We watched Temple Grandin last night, and there’s no real clever or undramatic way to say that I pretty much cried from beginning to end. Little rivulets of wet just slid down my cheeks, whether my eyes were wide as I calmly watched or I was doing my involuntary mouth-scrunched-to-the-side attempt to stop from launching into full-on ugly cry. I think it was a little disconcerting to Brandon, since he kept asking why I was crying now, and I just kept shaking my head and saying because. Which is the most helpful kind of answer, I know.

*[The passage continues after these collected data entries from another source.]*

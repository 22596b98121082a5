// Shared prompt fragments. Each service that needs LLM calls defines its own
// prompts.rs alongside it; this file holds the cross-cutting pieces.

/// System prompt fragment that enforces JSON-only output.
pub const JSON_ONLY_SYSTEM: &str = "You MUST respond with valid JSON only. \
    Do NOT include any text outside the JSON object. \
    Do NOT use markdown code fences.";

/// Persona shared by every coaching prompt.
pub const COACH_PERSONA: &str = "You are an expert medical residency interview coach \
    specializing in orthopedic surgery.";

And it wasn’t necessarily that I was overcome with sadness, though I’d be lying if that didn’t have a component. I think it was simply the recognition I was seeing, over and over, that hit me so hard. It was really hard to see all of the mannerisms you stereotype for Asperger, being so subtly and incredibly acted as if the story was about my son and not someone else. The familiarity of Grandin/Danes’s stims and actions (reactions) were so familiar to me it was shocking, though I suppose in fairness I’m not sure why. Probably because Jack is Jack to me, and I (obviously) forget that some of his behavior is not personal or individual, but tied into his hard wiring. Which even if these behaviors are not always.. mmm.. awesome, it’s simply hard to accept that once again, my sweet monkey is at the mercy of something bigger than he.

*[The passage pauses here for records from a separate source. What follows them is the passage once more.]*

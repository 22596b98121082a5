//! Interview turn: answer a session question and get coached.
//!
//! Flow: locate session question → look up question text → evaluate →
//!       follow-up → save response and feedback → return both.
//!
//! Nothing is written until the engine has answered, so a failed evaluation
//! leaves the session question untouched.

use tracing::info;

use crate::errors::AppError;
use crate::feedback::engine::FeedbackEngine;
use crate::questions::store::QuestionBank;
use crate::sessions::models::AnswerResponse;
use crate::sessions::store::SessionStore;

pub async fn answer_question(
    sessions: &SessionStore,
    questions: &QuestionBank,
    engine: &dyn FeedbackEngine,
    session_id: &str,
    session_question_id: &str,
    response: &str,
) -> Result<AnswerResponse, AppError> {
    let session_question = sessions.get_session_question(session_question_id).await?;
    if session_question.session_id != session_id {
        return Err(AppError::NotFound(
            "Session question not found".to_string(),
        ));
    }

    let question = questions.require(&session_question.question_id).await?;

    let feedback = engine.evaluate(&question.question_text, response).await?;
    let follow_up_question = engine.follow_up(&question.question_text, response).await?;

    sessions
        .save_response(session_question_id, response)
        .await?;
    let session_question = sessions
        .save_feedback(session_question_id, &feedback)
        .await?;

    info!(
        "Session {session_id}: question {} scored content={} presentation={} via {}",
        question.id,
        feedback.content_score,
        feedback.presentation_score,
        engine.backend()
    );

    Ok(AnswerResponse {
        session_question,
        feedback,
        follow_up_question,
    })
}
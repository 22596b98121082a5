use axum::{extract::State, Json};
use serde_json::{json, Value};

use crate::state::AppState;

/// GET /health
/// Returns a simple status object with service version and active feedback backend.
pub async fn health_handler(State(state): State<AppState>) -> Json<Value> {
    Json(json!({
        "status": "ok",
        "version": env!("CARGO_PKG_VERSION"),
        "service": "ortho-coach-api",
        "feedback_backend": state.feedback_engine.backend()
    }))
}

More than that is the idea that if Jack views his world the way the movie suggests, he really is the most resilient little kid I’ve ever known. All kids are resilient, sure, but I don’t know if I could continue to truck along like he does with that much sensory overload and confusion. And I know he trucks along because he doesn’t know that this isn’t life for everyone, but that ignorance itself makes me sad because it simply hurts me to think that there’s no foolproof or guaranteed way to protect or even help him navigate this. And that’s so maudlin and dramatic, I know, but fuck if it isn’t actually true. He told me a few weeks ago that he knows his brain is different, and that he has ‘storms’ in his brain when he feels himself getting upset, and the thunder and the lightning get to be too much and that’s when he needs a break and he KNOWS THIS and he’s ONLY SEVEN and it simply hurts me that it hurts him.

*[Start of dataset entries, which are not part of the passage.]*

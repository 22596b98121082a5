//! In-memory question bank shared across handlers.

use std::sync::Arc;

use tokio::sync::RwLock;
use tracing::info;
use uuid::Uuid;

use crate::errors::AppError;
use crate::questions::models::{NewQuestion, Question, QuestionFilter, QuestionUpdate};

#[derive(Clone, Default)]
pub struct QuestionBank {
    questions: Arc<RwLock<Vec<Question>>>,
}

impl QuestionBank {
    pub fn new(questions: Vec<Question>) -> Self {
        Self {
            questions: Arc::new(RwLock::new(questions)),
        }
    }

    /// The starter bank: three behavioral and six clinical fracture questions.
    pub fn seeded() -> Self {
        let seed = |id: &str, category: &str, subcategory: &str, text: &str, difficulty: u8| {
            Question {
                id: id.to_string(),
                category: category.to_string(),
                subcategory: subcategory.to_string(),
                question_text: text.to_string(),
                difficulty,
            }
        };

        Self::new(vec![
            seed("q1", "behavioral", "general", "Tell me about yourself.", 1),
            seed("q2", "behavioral", "motivation", "Why orthopedics?", 2),
            seed(
                "q3",
                "behavioral",
                "future",
                "How do you view yourself as a practicing orthopedic surgeon?",
                2,
            ),
            seed(
                "q4",
                "clinical",
                "fractures",
                "Describe the Gustilo classification for open fractures.",
                3,
            ),
            seed(
                "q5",
                "clinical",
                "fractures",
                "How would you manage a mangled extremity?",
                4,
            ),
            seed(
                "q6",
                "clinical",
                "fractures",
                "Describe your surgical planning approach for a hip fracture.",
                3,
            ),
            seed(
                "q7",
                "clinical",
                "fractures",
                "What is your approach to a supracondylar fracture?",
                3,
            ),
            seed(
                "q8",
                "clinical",
                "fractures",
                "How would you manage a distal radius fracture?",
                2,
            ),
            seed(
                "q9",
                "clinical",
                "fractures",
                "Describe the classification and management of tibial plateau fractures.",
                4,
            ),
        ])
    }

    pub async fn list(&self, filter: &QuestionFilter) -> Vec<Question> {
        self.questions
            .read()
            .await
            .iter()
            .filter(|q| filter.matches(q))
            .cloned()
            .collect()
    }

    pub async fn get(&self, id: &str) -> Option<Question> {
        self.questions
            .read()
            .await
            .iter()
            .find(|q| q.id == id)
            .cloned()
    }

    /// Like `get`, but a missing id is a `NotFound` error.
    pub async fn require(&self, id: &str) -> Result<Question, AppError> {
        self.get(id)
            .await
            .ok_or_else(|| AppError::NotFound(format!("Question {id} not found")))
    }

    pub async fn create(&self, new: NewQuestion) -> Result<Question, AppError> {
        new.validate()?;

        let question = Question {
            id: Uuid::new_v4().to_string(),
            category: new.category.trim().to_string(),
            subcategory: new.subcategory.trim().to_string(),
            question_text: new.question_text.trim().to_string(),
            difficulty: new.difficulty,
        };

        self.questions.write().await.push(question.clone());
        info!("Question {} added ({})", question.id, question.category);
        Ok(question)
    }

    pub async fn update(&self, id: &str, update: QuestionUpdate) -> Result<Question, AppError> {
        update.validate()?;

        let mut questions = self.questions.write().await;
        let question = questions
            .iter_mut()
            .find(|q| q.id == id)
            .ok_or_else(|| AppError::NotFound(format!("Question {id} not found")))?;

        update.apply_to(question);
        Ok(question.clone())
    }

    pub async fn delete(&self, id: &str) -> Result<(), AppError> {
        let mut questions = self.questions.write().await;
        let before = questions.len();
        questions.retain(|q| q.id != id);

        if questions.len() == before {
            return Err(AppError::NotFound(format!("Question {id} not found")));
        }
        info!("Question {id} deleted");
        Ok(())
    }
}

#[cfg(test)]
mod tests {
    use super::*;

    fn new_question(text: &str) -> NewQuestion {
        NewQuestion {
            category: "clinical".to_string(),
            subcategory: "sports".to_string(),
            question_text: text.to_string(),
            difficulty: 3,
        }
    }

    #[tokio::test]
    async fn test_seeded_bank_has_nine_questions() {
        let bank = QuestionBank::seeded();
        let all = bank.list(&QuestionFilter::default()).await;
        assert_eq!(all.len(), 9);
        assert_eq!(all[0].id, "q1");
        assert_eq!(all[8].id, "q9");
    }

    #[tokio::test]
    async fn test_list_filters_by_category() {
        let bank = QuestionBank::seeded();
        let behavioral = bank
            .list(&QuestionFilter {
                category: Some("behavioral".to_string()),
                search: None,
            })
            .await;
        assert_eq!(behavioral.len(), 3);
        assert!(behavioral.iter().all(|q| q.category == "behavioral"));
    }

    #[tokio::test]
    async fn test_create_then_get() {
        let bank = QuestionBank::seeded();
        let created = bank
            .create(new_question("  How do you examine a suspected ACL tear?  "))
            .await
            .unwrap();
        assert_eq!(created.question_text, "How do you examine a suspected ACL tear?");

        let fetched = bank.get(&created.id).await.unwrap();
        assert_eq!(fetched, created);
        assert_eq!(bank.list(&QuestionFilter::default()).await.len(), 10);
    }

    #[tokio::test]
    async fn test_create_rejects_invalid_difficulty() {
        let bank = QuestionBank::default();
        let mut new = new_question("Valid text?");
        new.difficulty = 9;
        assert!(matches!(
            bank.create(new).await,
            Err(AppError::Validation(_))
        ));
        assert!(bank.list(&QuestionFilter::default()).await.is_empty());
    }

    #[tokio::test]
    async fn test_update_changes_existing_question() {
        let bank = QuestionBank::seeded();
        let updated = bank
            .update(
                "q2",
                QuestionUpdate {
                    difficulty: Some(1),
                    ..Default::default()
                },
            )
            .await
            .unwrap();
        assert_eq!(updated.difficulty, 1);
        assert_eq!(bank.get("q2").await.unwrap().difficulty, 1);
    }

    #[tokio::test]
    async fn test_update_unknown_id_is_not_found() {
        let bank = QuestionBank::seeded();
        let err = bank
            .update("nope", QuestionUpdate::default())
            .await
            .unwrap_err();
        assert!(matches!(err, AppError::NotFound(_)));
    }

    #[tokio::test]
    async fn test_delete_removes_question_once() {
        let bank = QuestionBank::seeded();
        bank.delete("q5").await.unwrap();
        assert!(bank.get("q5").await.is_none());
        assert!(matches!(
            bank.delete("q5").await,
            Err(AppError::NotFound(_))
        ));
    }
}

And what if this is what his life will be like? Always being unable to read people or situations, cringing when he hears the hand dryers in a public bathroom or flinching at automatic doors? He does those things, and I hate it for him. He’s grown so much since he was little, but do I really think he’ll ever just ‘catch up’? I don’t know. I still think so. Maybe that’s denial.
And I don’t pity him as if I think he will never be successful or will live a life less fulfilling than mine; I have the wisdom to not presume other people’s happiness. But what makes me sad is knowing that he struggles far more than my other child, and his struggles don’t always make him wiser or stronger – they’re just things he learns to adapt to because he wants to be accepted. I see him wanting to understand the game, but not knowing how to ever play, because the rules elude him. How tiring must that be? Kid sleeps like a rock; I would, too.
So yeah. I don’t feel this degree of sad very often, because it’s not helpful. I focus on the wonderful things about him because he deserves it and I agree with the movie’s motif of different, but not less. But regardless of why or how it’s there, the fact remains that my child functions in a way that makes it harder for him, and my inability to ease or protect him like any worthy supermom could, sucks. Period.